(Beginning of INPUT MATERIAL)
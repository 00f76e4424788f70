//! Log output setup for binaries built on Roundkeeper.

use tracing_subscriber::EnvFilter;

/// Installs a formatted `tracing` subscriber filtered by `RUST_LOG`,
/// falling back to `info`.
///
/// Safe to call more than once; later calls leave the first subscriber
/// in place.
pub fn init() {
    init_with_default("info");
}

/// Like [`init`], with a custom filter used when `RUST_LOG` is unset.
pub fn init_with_default(default_filter: &str) {
    let filter = EnvFilter::try_from_default_env()
        .unwrap_or_else(|_| EnvFilter::new(default_filter));

    let installed = tracing_subscriber::fmt()
        .with_env_filter(filter)
        .with_target(false)
        .try_init()
        .is_ok();

    if installed {
        tracing::debug!("log subscriber installed");
    }
}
(End of INPUT MATERIAL)
> [EXERCISE BRIEF]: Check each line of the records above for the word "info", count the lines that have it, and give only the count.

> [YOUR SOLUTION]: 2